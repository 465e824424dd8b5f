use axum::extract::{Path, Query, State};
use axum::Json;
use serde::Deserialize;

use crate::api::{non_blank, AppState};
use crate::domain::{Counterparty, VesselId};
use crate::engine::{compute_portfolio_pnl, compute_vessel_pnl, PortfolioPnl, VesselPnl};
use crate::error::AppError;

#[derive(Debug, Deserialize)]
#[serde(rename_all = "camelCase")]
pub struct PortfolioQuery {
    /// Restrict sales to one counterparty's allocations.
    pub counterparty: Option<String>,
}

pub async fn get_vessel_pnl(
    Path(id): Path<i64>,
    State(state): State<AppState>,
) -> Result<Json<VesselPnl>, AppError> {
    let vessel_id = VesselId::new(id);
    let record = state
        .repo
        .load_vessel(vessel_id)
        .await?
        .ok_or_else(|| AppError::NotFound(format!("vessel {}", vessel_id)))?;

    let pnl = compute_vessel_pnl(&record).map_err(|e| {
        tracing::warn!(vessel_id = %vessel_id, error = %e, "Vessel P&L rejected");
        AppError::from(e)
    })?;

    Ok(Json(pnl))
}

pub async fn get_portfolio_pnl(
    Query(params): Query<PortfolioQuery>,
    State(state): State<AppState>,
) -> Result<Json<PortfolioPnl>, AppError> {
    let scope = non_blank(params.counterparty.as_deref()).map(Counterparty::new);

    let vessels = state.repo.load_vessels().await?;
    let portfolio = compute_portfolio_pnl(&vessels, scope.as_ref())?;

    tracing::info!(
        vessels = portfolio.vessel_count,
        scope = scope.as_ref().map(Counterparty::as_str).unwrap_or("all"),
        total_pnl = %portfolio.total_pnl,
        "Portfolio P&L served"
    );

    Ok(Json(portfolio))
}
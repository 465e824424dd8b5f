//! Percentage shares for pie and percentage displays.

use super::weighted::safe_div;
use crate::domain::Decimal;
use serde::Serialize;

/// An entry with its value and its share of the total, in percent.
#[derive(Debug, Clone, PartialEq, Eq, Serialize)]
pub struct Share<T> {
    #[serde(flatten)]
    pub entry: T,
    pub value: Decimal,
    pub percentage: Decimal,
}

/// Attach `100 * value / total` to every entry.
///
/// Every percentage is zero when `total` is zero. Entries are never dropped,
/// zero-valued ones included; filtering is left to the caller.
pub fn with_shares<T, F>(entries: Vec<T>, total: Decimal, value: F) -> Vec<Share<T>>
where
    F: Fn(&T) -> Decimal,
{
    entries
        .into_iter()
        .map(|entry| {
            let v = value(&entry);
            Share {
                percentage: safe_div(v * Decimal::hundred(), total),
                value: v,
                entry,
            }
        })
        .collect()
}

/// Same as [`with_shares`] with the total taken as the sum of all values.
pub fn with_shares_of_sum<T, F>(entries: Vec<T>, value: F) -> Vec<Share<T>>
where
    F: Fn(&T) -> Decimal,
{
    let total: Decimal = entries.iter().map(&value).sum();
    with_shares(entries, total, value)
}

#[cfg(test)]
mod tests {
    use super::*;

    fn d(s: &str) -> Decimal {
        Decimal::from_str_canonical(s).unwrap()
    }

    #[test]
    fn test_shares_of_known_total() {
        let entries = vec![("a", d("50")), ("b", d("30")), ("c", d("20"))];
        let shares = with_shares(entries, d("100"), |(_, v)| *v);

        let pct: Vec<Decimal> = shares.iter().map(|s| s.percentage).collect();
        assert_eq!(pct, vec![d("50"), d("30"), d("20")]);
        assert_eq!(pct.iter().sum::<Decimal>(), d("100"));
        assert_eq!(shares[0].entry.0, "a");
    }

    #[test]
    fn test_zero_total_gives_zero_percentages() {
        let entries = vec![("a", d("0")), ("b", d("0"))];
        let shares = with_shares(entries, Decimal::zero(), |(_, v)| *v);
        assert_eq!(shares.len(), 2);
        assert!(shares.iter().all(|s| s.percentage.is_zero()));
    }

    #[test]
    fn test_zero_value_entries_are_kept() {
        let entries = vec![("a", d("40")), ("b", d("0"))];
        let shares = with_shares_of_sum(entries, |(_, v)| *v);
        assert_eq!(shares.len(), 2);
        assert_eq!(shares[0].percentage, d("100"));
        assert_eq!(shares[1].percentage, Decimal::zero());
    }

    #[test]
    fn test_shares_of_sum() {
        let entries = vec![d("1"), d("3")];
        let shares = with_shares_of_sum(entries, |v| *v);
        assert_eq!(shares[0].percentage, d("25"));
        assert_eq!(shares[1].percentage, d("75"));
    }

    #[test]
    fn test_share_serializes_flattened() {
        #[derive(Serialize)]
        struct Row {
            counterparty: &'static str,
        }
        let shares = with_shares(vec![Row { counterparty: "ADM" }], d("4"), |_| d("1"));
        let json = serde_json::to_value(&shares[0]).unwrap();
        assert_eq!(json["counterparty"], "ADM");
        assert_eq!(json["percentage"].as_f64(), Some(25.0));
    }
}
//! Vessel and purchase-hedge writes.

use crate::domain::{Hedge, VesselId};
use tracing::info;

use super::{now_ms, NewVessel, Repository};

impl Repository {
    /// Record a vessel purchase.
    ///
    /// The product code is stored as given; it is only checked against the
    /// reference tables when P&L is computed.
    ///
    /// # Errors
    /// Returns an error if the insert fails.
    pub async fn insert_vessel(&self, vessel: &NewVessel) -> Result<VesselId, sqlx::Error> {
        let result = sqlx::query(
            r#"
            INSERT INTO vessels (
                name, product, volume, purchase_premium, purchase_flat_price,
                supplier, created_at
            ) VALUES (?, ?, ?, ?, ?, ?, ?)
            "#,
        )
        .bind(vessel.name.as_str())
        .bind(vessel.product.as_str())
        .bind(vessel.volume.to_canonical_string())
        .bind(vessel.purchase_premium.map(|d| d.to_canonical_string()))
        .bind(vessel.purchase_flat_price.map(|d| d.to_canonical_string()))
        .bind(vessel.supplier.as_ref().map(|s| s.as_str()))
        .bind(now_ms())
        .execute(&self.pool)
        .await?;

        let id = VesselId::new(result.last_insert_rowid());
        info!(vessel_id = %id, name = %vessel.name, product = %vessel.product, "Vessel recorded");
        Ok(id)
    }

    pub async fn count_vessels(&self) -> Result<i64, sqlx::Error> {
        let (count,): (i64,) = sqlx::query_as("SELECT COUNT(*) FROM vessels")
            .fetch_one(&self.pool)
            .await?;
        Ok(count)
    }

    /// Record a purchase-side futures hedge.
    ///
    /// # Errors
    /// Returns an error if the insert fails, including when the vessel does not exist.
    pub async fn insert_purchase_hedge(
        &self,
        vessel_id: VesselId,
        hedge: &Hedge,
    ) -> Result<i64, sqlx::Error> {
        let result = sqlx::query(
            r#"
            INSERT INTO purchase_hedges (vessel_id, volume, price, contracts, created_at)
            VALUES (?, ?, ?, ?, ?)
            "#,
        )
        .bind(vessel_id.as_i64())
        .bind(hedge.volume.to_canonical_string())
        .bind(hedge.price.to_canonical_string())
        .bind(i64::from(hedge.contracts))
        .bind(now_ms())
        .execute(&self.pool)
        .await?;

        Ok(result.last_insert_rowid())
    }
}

------------------------------

Set all of the entries down again, exactly as they were given.

[Task output]:
repository 465e824424dd8b5f
use axum::extract::{Path, Query, State};
use axum::Json;
use serde::Deserialize;

use crate::api::{non_blank, AppState};
use crate::domain::{Counterparty, VesselId};
use crate::engine::{compute_portfolio_pnl, compute_vessel_pnl, PortfolioPnl, VesselPnl};
use crate::error::AppError;

#[derive(Debug, Deserialize)]
#[serde(rename_all = "camelCase")]
pub struct PortfolioQuery {
    /// Restrict sales to one counterparty's allocations.
    pub counterparty: Option<String>,
}

pub async fn get_vessel_pnl(
    Path(id): Path<i64>,
    State(state): State<AppState>,
) -> Result<Json<VesselPnl>, AppError> {
    let vessel_id = VesselId::new(id);
    let record = state
        .repo
        .load_vessel(vessel_id)
        .await?
        .ok_or_else(|| AppError::NotFound(format!("vessel {}", vessel_id)))?;

    let pnl = compute_vessel_pnl(&record).map_err(|e| {
        tracing::warn!(vessel_id = %vessel_id, error = %e, "Vessel P&L rejected");
        AppError::from(e)
    })?;

    Ok(Json(pnl))
}

pub async fn get_portfolio_pnl(
    Query(params): Query<PortfolioQuery>,
    State(state): State<AppState>,
) -> Result<Json<PortfolioPnl>, AppError> {
    let scope = non_blank(params.counterparty.as_deref()).map(Counterparty::new);

    let vessels = state.repo.load_vessels().await?;
    let portfolio = compute_portfolio_pnl(&vessels, scope.as_ref())?;

    tracing::info!(
        vessels = portfolio.vessel_count,
        scope = scope.as_ref().map(Counterparty::as_str).unwrap_or("all"),
        total_pnl = %portfolio.total_pnl,
        "Portfolio P&L served"
    );

    Ok(Json(portfolio))
}
repository 465e824424dd8b5f
//! Percentage shares for pie and percentage displays.

use super::weighted::safe_div;
use crate::domain::Decimal;
use serde::Serialize;

/// An entry with its value and its share of the total, in percent.
#[derive(Debug, Clone, PartialEq, Eq, Serialize)]
pub struct Share<T> {
    #[serde(flatten)]
    pub entry: T,
    pub value: Decimal,
    pub percentage: Decimal,
}

/// Attach `100 * value / total` to every entry.
///
/// Every percentage is zero when `total` is zero. Entries are never dropped,
/// zero-valued ones included; filtering is left to the caller.
pub fn with_shares<T, F>(entries: Vec<T>, total: Decimal, value: F) -> Vec<Share<T>>
where
    F: Fn(&T) -> Decimal,
{
    entries
        .into_iter()
        .map(|entry| {
            let v = value(&entry);
            Share {
                percentage: safe_div(v * Decimal::hundred(), total),
                value: v,
                entry,
            }
        })
        .collect()
}

/// Same as [`with_shares`] with the total taken as the sum of all values.
pub fn with_shares_of_sum<T, F>(entries: Vec<T>, value: F) -> Vec<Share<T>>
where
    F: Fn(&T) -> Decimal,
{
    let total: Decimal = entries.iter().map(&value).sum();
    with_shares(entries, total, value)
}

#[cfg(test)]
mod tests {
    use super::*;

    fn d(s: &str) -> Decimal {
        Decimal::from_str_canonical(s).unwrap()
    }

    #[test]
    fn test_shares_of_known_total() {
        let entries = vec![("a", d("50")), ("b", d("30")), ("c", d("20"))];
        let shares = with_shares(entries, d("100"), |(_, v)| *v);

        let pct: Vec<Decimal> = shares.iter().map(|s| s.percentage).collect();
        assert_eq!(pct, vec![d("50"), d("30"), d("20")]);
        assert_eq!(pct.iter().sum::<Decimal>(), d("100"));
        assert_eq!(shares[0].entry.0, "a");
    }

    #[test]
    fn test_zero_total_gives_zero_percentages() {
        let entries = vec![("a", d("0")), ("b", d("0"))];
        let shares = with_shares(entries, Decimal::zero(), |(_, v)| *v);
        assert_eq!(shares.len(), 2);
        assert!(shares.iter().all(|s| s.percentage.is_zero()));
    }

    #[test]
    fn test_zero_value_entries_are_kept() {
        let entries = vec![("a", d("40")), ("b", d("0"))];
        let shares = with_shares_of_sum(entries, |(_, v)| *v);
        assert_eq!(shares.len(), 2);
        assert_eq!(shares[0].percentage, d("100"));
        assert_eq!(shares[1].percentage, Decimal::zero());
    }

    #[test]
    fn test_shares_of_sum() {
        let entries = vec![d("1"), d("3")];
        let shares = with_shares_of_sum(entries, |v| *v);
        assert_eq!(shares[0].percentage, d("25"));
        assert_eq!(shares[1].percentage, d("75"));
    }

    #[test]
    fn test_share_serializes_flattened() {
        #[derive(Serialize)]
        struct Row {
            counterparty: &'static str,
        }
        let shares = with_shares(vec![Row { counterparty: "ADM" }], d("4"), |_| d("1"));
        let json = serde_json::to_value(&shares[0]).unwrap();
        assert_eq!(json["counterparty"], "ADM");
        assert_eq!(json["percentage"].as_f64(), Some(25.0));
    }
}
//! Vessel and purchase-hedge writes.

use crate::domain::{Hedge, VesselId};
use tracing::info;

use super::{now_ms, NewVessel, Repository};

impl Repository {
    /// Record a vessel purchase.
    ///
    /// The product code is stored as given; it is only checked against the
    /// reference tables when P&L is computed.
    ///
    /// # Errors
    /// Returns an error if the insert fails.
    pub async fn insert_vessel(&self, vessel: &NewVessel) -> Result<VesselId, sqlx::Error> {
        let result = sqlx::query(
            r#"
            INSERT INTO vessels (
                name, product, volume, purchase_premium, purchase_flat_price,
                supplier, created_at
            ) VALUES (?, ?, ?, ?, ?, ?, ?)
            "#,
        )
        .bind(vessel.name.as_str())
        .bind(vessel.product.as_str())
        .bind(vessel.volume.to_canonical_string())
        .bind(vessel.purchase_premium.map(|d| d.to_canonical_string()))
        .bind(vessel.purchase_flat_price.map(|d| d.to_canonical_string()))
        .bind(vessel.supplier.as_ref().map(|s| s.as_str()))
        .bind(now_ms())
        .execute(&self.pool)
        .await?;

        let id = VesselId::new(result.last_insert_rowid());
        info!(vessel_id = %id, name = %vessel.name, product = %vessel.product, "Vessel recorded");
        Ok(id)
    }

    pub async fn count_vessels(&self) -> Result<i64, sqlx::Error> {
        let (count,): (i64,) = sqlx::query_as("SELECT COUNT(*) FROM vessels")
            .fetch_one(&self.pool)
            .await?;
        Ok(count)
    }

    /// Record a purchase-side futures hedge.
    ///
    /// # Errors
    /// Returns an error if the insert fails, including when the vessel does not exist.
    pub async fn insert_purchase_hedge(
        &self,
        vessel_id: VesselId,
        hedge: &Hedge,
    ) -> Result<i64, sqlx::Error> {
        let result = sqlx::query(
            r#"
            INSERT INTO purchase_hedges (vessel_id, volume, price, contracts, created_at)
            VALUES (?, ?, ?, ?, ?)
            "#,
        )
        .bind(vessel_id.as_i64())
        .bind(hedge.volume.to_canonical_string())
        .bind(hedge.price.to_canonical_string())
        .bind(i64::from(hedge.contracts))
        .bind(now_ms())
        .execute(&self.pool)
        .await?;

        Ok(result.last_insert_rowid())
    }
}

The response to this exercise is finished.